• TASK PROMPT:
Here is a block of entries. Write out its lines exactly, from the first through the one containing "one vendor endpoint.".

• EXTRACTED ENTRIES:
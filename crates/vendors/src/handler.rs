//! [`TaskHandler`] implementation backed by a vendor REST endpoint.

use std::sync::Arc;

use retouch_core::handler::{HandlerOutcome, TaskHandler};
use retouch_core::retry::ErrorKind;
use retouch_core::task::TaskPayload;
use serde_json::{json, Value};

use crate::api::{VendorApi, VendorApiError};

/// Top-level response keys that may carry the result URL, in priority order.
const LOCATOR_KEYS: [&str; 4] = ["output_url", "result_url", "url", "image_url"];

/// Executes tasks by posting them to one vendor endpoint.
pub struct VendorHandler {
    api: Arc<VendorApi>,
    endpoint: String,
}

impl VendorHandler {
    /// * `endpoint` - path below the vendor's base URL, e.g. `restore`.
    pub fn new(api: Arc<VendorApi>, endpoint: impl Into<String>) -> Self {
        Self {
            api,
            endpoint: endpoint.into(),
        }
    }
}

#[async_trait::async_trait]
impl TaskHandler for VendorHandler {
    async fn execute(&self, payload: &TaskPayload) -> HandlerOutcome {
        let body = request_body(payload);
        tracing::debug!(
            endpoint = %self.endpoint,
            kind = %payload.kind(),
            "Submitting task to vendor",
        );

        match self.api.submit(&self.endpoint, &body).await {
            Ok(response) => outcome_from_response(&response),
            Err(e) => outcome_from_error(&e),
        }
    }
}

/// Shape a payload into the JSON body the vendor expects.
pub fn request_body(payload: &TaskPayload) -> Value {
    match payload {
        TaskPayload::Restore(p) => json!({
            "image_url": p.source_url,
            "colorize": p.colorize,
            "upscale": p.upscale.unwrap_or(1),
        }),
        TaskPayload::Stylize(p) => {
            let mut body = json!({
                "image_url": p.source_url,
                "style": p.style,
            });
            if let Some(strength) = p.strength {
                body["strength"] = json!(strength);
            }
            body
        }
        TaskPayload::EraStyle(p) => json!({
            "image_url": p.source_url,
            "style": "era",
            "era": p.era,
        }),
        TaskPayload::Generate(p) => {
            let mut body = json!({ "prompt": p.prompt });
            if let Some(negative) = &p.negative_prompt {
                body["negative_prompt"] = json!(negative);
            }
            if let Some(width) = p.width {
                body["width"] = json!(width);
            }
            if let Some(height) = p.height {
                body["height"] = json!(height);
            }
            if let Some(reference) = &p.reference_url {
                body["image_url"] = json!(reference);
            }
            body
        }
    }
}

/// Pull the result URL out of a vendor response.
///
/// Checks the known top-level keys, then `output` as either a string or
/// the first element of an array.
pub fn extract_locator(response: &Value) -> Option<String> {
    LOCATOR_KEYS
        .iter()
        .filter_map(|key| response.get(*key))
        .chain(response.get("output").and_then(|o| match o {
            Value::Array(items) => items.first(),
            other => Some(other),
        }))
        .find_map(|v| v.as_str().filter(|s| !s.is_empty()).map(str::to_string))
}

/// Pull an error description out of a 2xx response that reports failure.
fn extract_error(response: &Value) -> Option<String> {
    let error = response.get("error")?;
    match error {
        Value::Null => None,
        Value::String(s) => Some(s.clone()),
        Value::Object(obj) => {
            let code = obj.get("code").and_then(Value::as_str);
            let message = obj.get("message").and_then(Value::as_str);
            match (code, message) {
                (Some(code), Some(message)) => Some(format!("{code}: {message}")),
                (Some(text), None) | (None, Some(text)) => Some(text.to_string()),
                (None, None) => Some(error.to_string()),
            }
        }
        other => Some(other.to_string()),
    }
}

fn outcome_from_response(response: &Value) -> HandlerOutcome {
    if let Some(error) = extract_error(response) {
        return HandlerOutcome::unclassified(error);
    }
    match extract_locator(response) {
        Some(locator) => HandlerOutcome::success(locator),
        None => HandlerOutcome::failure(
            ErrorKind::Transient,
            "Vendor response did not include a result URL",
        ),
    }
}

fn outcome_from_error(error: &VendorApiError) -> HandlerOutcome {
    tracing::warn!(error = %error, "Vendor call failed");
    match error {
        // Policy markers in the body decide between block and retry.
        VendorApiError::ApiError { .. } => HandlerOutcome::unclassified(error.to_string()),
        VendorApiError::Request(_) => HandlerOutcome::failure(ErrorKind::Transient, error.to_string()),
    }
}
/// All database primary keys are PostgreSQL BIGSERIAL.
pub type DbId = i64;

/// All timestamps are UTC.
pub type Timestamp = chrono::DateTime<chrono::Utc>;

/// Monetary amounts in minor currency units (e.g. cents).
pub type Amount = i64;
//! PostgreSQL implementation of [`BalanceLedger`].

use retouch_core::error::CoreError;
use retouch_core::ledger::BalanceLedger;
use retouch_core::types::{Amount, DbId};
use retouch_db::repositories::LedgerRepo;
use retouch_db::DbPool;

/// Writes debits to `balance_ledger`; repeats with the same reference are
/// absorbed by the unique constraint.
#[derive(Clone)]
pub struct PgBalanceLedger {
    pool: DbPool,
}

impl PgBalanceLedger {
    pub fn new(pool: DbPool) -> Self {
        Self { pool }
    }
}

#[async_trait::async_trait]
impl BalanceLedger for PgBalanceLedger {
    async fn debit(
        &self,
        user_id: DbId,
        amount: Amount,
        reference_id: &str,
        description: &str,
    ) -> Result<(), CoreError> {
        let inserted = LedgerRepo::debit(&self.pool, user_id, amount, reference_id, description)
            .await
            .map_err(|e| CoreError::Internal(format!("Ledger debit failed: {e}")))?;
        if !inserted {
            tracing::info!(user_id, reference_id, "Debit already recorded, skipping");
        }
        Ok(())
    }
}
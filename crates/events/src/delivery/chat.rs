//! Chat bot delivery with a short backoff retry.
//!
//! [`ChatDelivery`] posts rendered notifications to a bot HTTP API
//! (`{api_url}/bot{token}/{method}`). Failed attempts are retried twice
//! (after 1 s and 2 s) before the notification is given up on. Delivery is
//! best-effort: the caller only learns whether it eventually succeeded.

use std::time::Duration;

use retouch_core::notify::{Notification, Notifier};

use crate::templates::{render, OutgoingMessage};

/// Retry delays in seconds between delivery attempts.
const RETRY_DELAYS_SECS: [u64; 2] = [1, 2];

/// HTTP request timeout for a single delivery attempt.
const REQUEST_TIMEOUT: Duration = Duration::from_secs(10);

/// Default bot API base URL.
const DEFAULT_API_URL: &str = "https://api.telegram.org";

// ---------------------------------------------------------------------------
// Error
// ---------------------------------------------------------------------------

/// Error type for chat delivery failures.
#[derive(Debug, thiserror::Error)]
pub enum ChatDeliveryError {
    /// The underlying HTTP request failed (network, DNS, timeout, etc.).
    ///
    /// The request URL carries the bot token, so it is stripped before the
    /// error is built.
    #[error("HTTP request failed: {0}")]
    Request(reqwest::Error),

    /// The bot API returned a non-2xx status code.
    #[error("Chat API returned HTTP {status}: {body}")]
    HttpStatus { status: u16, body: String },
}

// ---------------------------------------------------------------------------
// ChatConfig
// ---------------------------------------------------------------------------

/// Configuration for the chat bot delivery channel.
#[derive(Debug, Clone)]
pub struct ChatConfig {
    /// Bot API base URL (defaults to the public Telegram endpoint).
    pub api_url: String,
    /// Bot token.
    pub token: String,
}

impl ChatConfig {
    /// Load configuration from environment variables.
    ///
    /// Returns `None` if `CHAT_BOT_TOKEN` is not set, signalling that chat
    /// delivery is not configured and a log-only notifier should be used.
    ///
    /// | Env Var            | Default                    |
    /// |--------------------|----------------------------|
    /// | `CHAT_BOT_TOKEN`   | (required)                 |
    /// | `CHAT_BOT_API_URL` | `https://api.telegram.org` |
    pub fn from_env() -> Option<Self> {
        let token = std::env::var("CHAT_BOT_TOKEN").ok().filter(|t| !t.is_empty())?;
        let api_url =
            std::env::var("CHAT_BOT_API_URL").unwrap_or_else(|_| DEFAULT_API_URL.into());
        Some(Self { api_url, token })
    }
}

// ---------------------------------------------------------------------------
// ChatDelivery
// ---------------------------------------------------------------------------

/// Delivers task outcome notifications through the chat bot.
pub struct ChatDelivery {
    client: reqwest::Client,
    config: ChatConfig,
}

impl ChatDelivery {
    pub fn new(config: ChatConfig) -> Result<Self, ChatDeliveryError> {
        let client = reqwest::Client::builder().timeout(REQUEST_TIMEOUT).build()
            .map_err(|e| ChatDeliveryError::Request(e.without_url()))?;
        Ok(Self { client, config })
    }

    /// Send a rendered message, retrying with backoff.
    pub async fn deliver(&self, message: &OutgoingMessage) -> Result<(), ChatDeliveryError> {
        let url = self.method_url(message.method());
        let body = message.body();

        for (attempt, delay_secs) in RETRY_DELAYS_SECS.iter().enumerate() {
            match self.try_send(&url, &body).await {
                Ok(()) => return Ok(()),
                Err(e) => {
                    tracing::warn!(
                        attempt = attempt + 1,
                        error = %e,
                        "Chat delivery attempt failed, retrying"
                    );
                    tokio::time::sleep(Duration::from_secs(*delay_secs)).await;
                }
            }
        }

        // Final attempt after the last backoff.
        self.try_send(&url, &body).await
    }

    fn method_url(&self, method: &str) -> String {
        format!(
            "{}/bot{}/{}",
            self.config.api_url.trim_end_matches('/'),
            self.config.token,
            method
        )
    }

    /// Execute a single POST request and check the response status.
    async fn try_send(&self, url: &str, body: &serde_json::Value) -> Result<(), ChatDeliveryError> {
        let response = self
            .client
            .post(url)
            .json(body)
            .send()
            .await
            .map_err(|e| ChatDeliveryError::Request(e.without_url()))?;
        let status = response.status();
        if !status.is_success() {
            let body = response.text().await.unwrap_or_default();
            return Err(ChatDeliveryError::HttpStatus {
                status: status.as_u16(),
                body,
            });
        }
        Ok(())
    }
}

#[async_trait::async_trait]
impl Notifier for ChatDelivery {
    async fn notify(&self, notification: &Notification) -> bool {
        let message = render(notification);
        match self.deliver(&message).await {
            Ok(()) => {
                tracing::debug!(
                    recipient_id = notification.recipient_id,
                    method = message.method(),
                    "Notification delivered",
                );
                true
            }
            Err(e) => {
                tracing::error!(
                    recipient_id = notification.recipient_id,
                    error = %e,
                    "Notification delivery failed after all retries",
                );
                false
            }
        }
    }
}

// ---------------------------------------------------------------------------
// Tests
// ---------------------------------------------------------------------------
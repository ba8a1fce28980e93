//! Notification sender interface.

use serde::Serialize;

use crate::task::TaskKind;

/// A terminal-outcome message addressed to the task's owner.
#[derive(Debug, Clone, PartialEq, Serialize)]
pub struct Notification {
    /// Chat (or user) id the message is delivered to.
    pub recipient_id: i64,
    pub task_kind: Option<TaskKind>,
    pub result_locator: Option<String>,
    pub success: bool,
    /// Translated, user-facing text.
    pub message: Option<String>,
}

/// Best-effort delivery of task outcomes to users.
///
/// Returns `false` when delivery failed; callers log and move on.
#[async_trait::async_trait]
pub trait Notifier: Send + Sync {
    async fn notify(&self, notification: &Notification) -> bool;
}
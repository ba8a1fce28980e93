//! In-memory [`TaskStore`] for tests and database-less local runs.

use std::collections::BTreeMap;
use std::sync::atomic::{AtomicBool, Ordering};
use std::sync::{Mutex, MutexGuard, PoisonError};

use retouch_core::retry::DEFAULT_MAX_ATTEMPTS;
use retouch_core::types::{DbId, Timestamp};
use retouch_db::models::status::{StatusId, TaskStatus};
use retouch_db::models::task::{CreateTask, Task};

use crate::store::{StoreError, TaskStore};

#[derive(Debug, Default)]
struct Inner {
    next_id: DbId,
    tasks: BTreeMap<DbId, Task>,
    /// Every persisted `(task_id, status_id)` in write order.
    writes: Vec<(DbId, StatusId)>,
}

/// A `BTreeMap`-backed task store with the same selection rules as the
/// `tasks` table.
#[derive(Debug, Default)]
pub struct MemoryTaskStore {
    inner: Mutex<Inner>,
    unavailable: AtomicBool,
}

impl MemoryTaskStore {
    pub fn new() -> Self {
        Self::default()
    }

    /// Enqueue a pending task created at `now`.
    pub fn insert(&self, input: CreateTask, now: Timestamp) -> Task {
        let mut inner = self.lock();
        inner.next_id += 1;
        let task = Task {
            id: inner.next_id,
            task_type: input.task_type,
            status_id: TaskStatus::Pending.id(),
            payload: input.payload,
            attempt_count: 0,
            max_attempts: input.max_attempts.unwrap_or(DEFAULT_MAX_ATTEMPTS),
            cost: input.cost,
            user_id: input.user_id,
            photo_id: input.photo_id,
            chat_id: input.chat_id,
            result_locator: None,
            error_message: None,
            user_message: None,
            next_eligible_at: None,
            retry_of_task_id: None,
            charged_at: None,
            created_at: now,
            updated_at: now,
            completed_at: None,
        };
        inner.tasks.insert(task.id, task.clone());
        task
    }

    /// Overwrite a stored task without recording a write, for test setup.
    pub fn put(&self, task: Task) {
        self.lock().tasks.insert(task.id, task);
    }

    pub fn get(&self, task_id: DbId) -> Option<Task> {
        self.lock().tasks.get(&task_id).cloned()
    }

    pub fn all(&self) -> Vec<Task> {
        self.lock().tasks.values().cloned().collect()
    }

    /// Every persisted `(task_id, status_id)` in write order.
    pub fn writes(&self) -> Vec<(DbId, StatusId)> {
        self.lock().writes.clone()
    }

    /// Make every store call fail until switched back.
    pub fn set_unavailable(&self, unavailable: bool) {
        self.unavailable.store(unavailable, Ordering::SeqCst);
    }

    fn check_available(&self) -> Result<(), StoreError> {
        if self.unavailable.load(Ordering::SeqCst) {
            return Err(StoreError::Unavailable("memory store switched off".into()));
        }
        Ok(())
    }

    fn lock(&self) -> MutexGuard<'_, Inner> {
        self.inner.lock().unwrap_or_else(PoisonError::into_inner)
    }
}

#[async_trait::async_trait]
impl TaskStore for MemoryTaskStore {
    async fn select_eligible(
        &self,
        now: Timestamp,
        max_age: chrono::Duration,
        limit: usize,
    ) -> Result<Vec<Task>, StoreError> {
        self.check_available()?;
        let inner = self.lock();
        let mut eligible: Vec<Task> = inner
            .tasks
            .values()
            .filter(|t| t.is_eligible(now, max_age))
            .cloned()
            .collect();
        eligible.sort_by_key(|t| (t.created_at, t.id));
        eligible.truncate(limit);
        Ok(eligible)
    }

    async fn claim(&self, task: &Task) -> Result<bool, StoreError> {
        self.check_available()?;
        let mut inner = self.lock();
        let stored = inner
            .tasks
            .get_mut(&task.id)
            .ok_or(StoreError::NotFound(task.id))?;
        let claimable = matches!(
            stored.status(),
            Some(TaskStatus::Pending | TaskStatus::PendingRetry)
        ) && stored.attempt_count == task.attempt_count - 1;
        if !claimable {
            return Ok(false);
        }
        stored.status_id = TaskStatus::Processing.id();
        stored.attempt_count = task.attempt_count;
        stored.next_eligible_at = None;
        stored.updated_at = task.updated_at;
        inner.writes.push((task.id, TaskStatus::Processing.id()));
        Ok(true)
    }

    async fn persist(&self, task: &Task) -> Result<(), StoreError> {
        self.check_available()?;
        let mut inner = self.lock();
        let stored = inner
            .tasks
            .get_mut(&task.id)
            .ok_or(StoreError::NotFound(task.id))?;
        if stored.status() != Some(TaskStatus::Processing) {
            return Err(StoreError::Conflict(task.id));
        }
        *stored = task.clone();
        inner.writes.push((task.id, task.status_id));
        Ok(())
    }

    async fn mark_charged(&self, task_id: DbId, at: Timestamp) -> Result<bool, StoreError> {
        self.check_available()?;
        let mut inner = self.lock();
        let task = inner
            .tasks
            .get_mut(&task_id)
            .ok_or(StoreError::NotFound(task_id))?;
        if task.charged_at.is_some() {
            return Ok(false);
        }
        task.charged_at = Some(at);
        task.updated_at = at;
        Ok(true)
    }
}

• EXERCISE ANSWER:
filename crates/vendors/src/handler.rs
//! [`TaskHandler`] implementation backed by a vendor REST endpoint.

use std::sync::Arc;

use retouch_core::handler::{HandlerOutcome, TaskHandler};
use retouch_core::retry::ErrorKind;
use retouch_core::task::TaskPayload;
use serde_json::{json, Value};

use crate::api::{VendorApi, VendorApiError};

/// Top-level response keys that may carry the result URL, in priority order.
const LOCATOR_KEYS: [&str; 4] = ["output_url", "result_url", "url", "image_url"];

/// Executes tasks by posting them to one vendor endpoint.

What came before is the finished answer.